Records provided:
▼
pub mod knn;
pub mod labels;
pub mod linear;
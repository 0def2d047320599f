use std::collections::BTreeMap;
use std::env;
use std::fs;

use anyhow::{bail, Context, Result};
use ndarray::{Array1, Array2};
use serde::Deserialize;
use uuid::Uuid;

use intent_gate::azure::embeddings::AzureEmbeddingClient;
use intent_gate::classifier::knn::FlatIndex;
use intent_gate::classifier::labels::LabelCodec;
use intent_gate::classifier::linear::LinearClassifier;
use intent_gate::config::{ArtifactPaths, EmbeddingSettings};
use intent_gate::manager::{write_artifact, ModelSet};
use intent_gate::pipeline::Embedder;

/// Weight export of the offline-trained classifier: one row per class, in
/// class-name order matching `classes`. Fitting itself happens elsewhere;
/// this tool only repackages the result next to a freshly built index.
#[derive(Deserialize)]
struct ClassifierExport {
    coef: Vec<Vec<f32>>,
    intercept: Vec<f32>,
    classes: Vec<String>,
}

#[tokio::main]
async fn main() -> Result<()> {
    dotenvy::dotenv().ok();

    let mut args = env::args().skip(1);
    let intents_path = args
        .next()
        .unwrap_or_else(|| "data/input/intents.json".to_string());
    let export_path = args
        .next()
        .unwrap_or_else(|| "model/artifacts/classifier_export.json".to_string());

    let raw = fs::read_to_string(&intents_path)
        .with_context(|| format!("failed to read {intents_path}"))?;
    let intents: BTreeMap<String, Vec<String>> =
        serde_json::from_str(&raw).with_context(|| format!("invalid intents in {intents_path}"))?;

    let raw = fs::read_to_string(&export_path)
        .with_context(|| format!("failed to read {export_path}"))?;
    let export: ClassifierExport = serde_json::from_str(&raw)
        .with_context(|| format!("invalid classifier export in {export_path}"))?;

    let mut all_texts = Vec::new();
    let mut all_labels = Vec::new();
    for (label, texts) in &intents {
        for text in texts {
            all_texts.push(text.clone());
            all_labels.push(label.clone());
        }
    }
    if all_texts.is_empty() {
        bail!("{intents_path} contains no labeled examples");
    }

    let labels = LabelCodec::fit(all_labels);
    if labels.len() != export.classes.len() {
        bail!(
            "classifier export has {} classes but the example set has {}",
            export.classes.len(),
            labels.len()
        );
    }
    let class_ids = export
        .classes
        .iter()
        .map(|class| labels.encode(class))
        .collect::<Result<Vec<_>, _>>()
        .context("classifier export names a class absent from the example set")?;

    println!("📐 Embedding {} examples...", all_texts.len());

    let settings = EmbeddingSettings::from_env()?;
    let dim = settings.dimensions;
    let embedder = AzureEmbeddingClient::new(&settings);
    let vectors = embedder.embed_batch(&all_texts).await?;

    let flat: Vec<f32> = vectors.into_iter().flatten().collect();
    let matrix = Array2::from_shape_vec((all_texts.len(), dim), flat)
        .context("embedding batch did not fill an examples x dim matrix")?;

    let coef_rows = export.coef.len();
    let coef_flat: Vec<f32> = export.coef.into_iter().flatten().collect();
    let coef = Array2::from_shape_vec((coef_rows, dim), coef_flat)
        .context("classifier export coef rows do not match the embedding dimension")?;
    let intercept = Array1::from(export.intercept);

    // One id stamped across classifier and index ties both artifacts to this
    // run's corpus; the loader refuses mixed generations.
    let corpus_id = Uuid::new_v4().to_string();

    let set = ModelSet {
        classifier: LinearClassifier::new(coef, intercept, class_ids, corpus_id.clone()),
        labels,
        index: FlatIndex::new(matrix, corpus_id.clone()),
    };
    set.validate().context("built artifacts are inconsistent")?;

    let paths = ArtifactPaths::from_env();
    write_artifact(&paths.classifier, &set.classifier)
        .with_context(|| format!("failed to write {}", paths.classifier.display()))?;
    write_artifact(&paths.labels, &set.labels)
        .with_context(|| format!("failed to write {}", paths.labels.display()))?;
    write_artifact(&paths.index, &set.index)
        .with_context(|| format!("failed to write {}", paths.index.display()))?;

    println!(
        "✅ Artifacts written: {} classes, {} examples, corpus {corpus_id}",
        set.labels.len(),
        set.index.len()
    );

    Ok(())
}
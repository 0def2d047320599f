use std::sync::Arc;

use async_trait::async_trait;
use ndarray::Array1;
use tracing::warn;

use crate::config::EscalationPolicy;
use crate::error::{EmbeddingError, FallbackError, PredictError};
use crate::manager::ModelManager;
use crate::model::decision::DecisionResult;

/// Turns text into a fixed-width embedding vector.
#[async_trait]
pub trait Embedder: Send + Sync {
    async fn embed_query(&self, text: &str) -> Result<Vec<f32>, EmbeddingError>;

    /// Batched variant used by the offline artifact builder.
    async fn embed_batch(&self, texts: &[String]) -> Result<Vec<Vec<f32>>, EmbeddingError>;
}

/// Free-text intent guess from a large model, consulted only on escalation.
#[async_trait]
pub trait FallbackModel: Send + Sync {
    async fn llm_fallback(&self, text: &str) -> Result<String, FallbackError>;
}

/// The hybrid decision engine.
///
/// Fuses two independent uncertainty signals, the classifier's own confidence
/// and the distance from the query to the nearest training example, and
/// escalates to the fallback model when either says the fast path cannot be
/// trusted.
pub struct IntentPipeline {
    manager: ModelManager,
    embedder: Arc<dyn Embedder>,
    fallback: Arc<dyn FallbackModel>,
    policy: EscalationPolicy,
}

impl IntentPipeline {
    pub fn new(
        manager: ModelManager,
        embedder: Arc<dyn Embedder>,
        fallback: Arc<dyn FallbackModel>,
        policy: EscalationPolicy,
    ) -> Self {
        Self {
            manager,
            embedder,
            fallback,
            policy,
        }
    }

    /// Classify one query. Empty text is a valid, low-information query and
    /// still produces a best-effort result.
    pub async fn predict(&self, text: &str) -> Result<DecisionResult, PredictError> {
        let models = self.manager.ensure_loaded().await?;

        let embedding = Array1::from(self.embedder.embed_query(text).await?);

        let (class_id, clf_confidence) = models.classifier.predict(embedding.view());
        let clf_intent = models.labels.decode(class_id)?.to_string();

        let retrieval_distance = models
            .index
            .nearest(embedding.view())
            .map_or(f32::INFINITY, |(_, distance)| distance);
        // The retrieval signal reports the classifier's own label; the
        // nearest neighbor's identity stays internal to the index.
        let retrieval_intent = clf_intent.clone();

        let fallback_used = clf_confidence < self.policy.clf_threshold
            || retrieval_distance > self.policy.retrieval_threshold;

        let intent = if fallback_used {
            let raw = self.fallback.llm_fallback(text).await?;
            let label = raw.trim().to_string();
            if !models.labels.contains(&label) {
                warn!(%label, "fallback model returned a label outside the trained vocabulary");
            }
            label
        } else {
            clf_intent.clone()
        };

        Ok(DecisionResult {
            text: text.to_owned(),
            intent,
            clf_intent,
            clf_confidence,
            retrieval_intent,
            retrieval_distance,
            fallback_used,
        })
    }
}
▲
Problem: Among the lines above, find the one with "if labels.len() != export.classes.len()" and the one with "artifacts to this". Quote both and everything between them, exactly.

Result below:
    if labels.len() != export.classes.len() {
        bail!(
            "classifier export has {} classes but the example set has {}",
            export.classes.len(),
            labels.len()
        );
    }
    let class_ids = export
        .classes
        .iter()
        .map(|class| labels.encode(class))
        .collect::<Result<Vec<_>, _>>()
        .context("classifier export names a class absent from the example set")?;

    println!("📐 Embedding {} examples...", all_texts.len());

    let settings = EmbeddingSettings::from_env()?;
    let dim = settings.dimensions;
    let embedder = AzureEmbeddingClient::new(&settings);
    let vectors = embedder.embed_batch(&all_texts).await?;

    let flat: Vec<f32> = vectors.into_iter().flatten().collect();
    let matrix = Array2::from_shape_vec((all_texts.len(), dim), flat)
        .context("embedding batch did not fill an examples x dim matrix")?;

    let coef_rows = export.coef.len();
    let coef_flat: Vec<f32> = export.coef.into_iter().flatten().collect();
    let coef = Array2::from_shape_vec((coef_rows, dim), coef_flat)
        .context("classifier export coef rows do not match the embedding dimension")?;
    let intercept = Array1::from(export.intercept);

    // One id stamped across classifier and index ties both artifacts to this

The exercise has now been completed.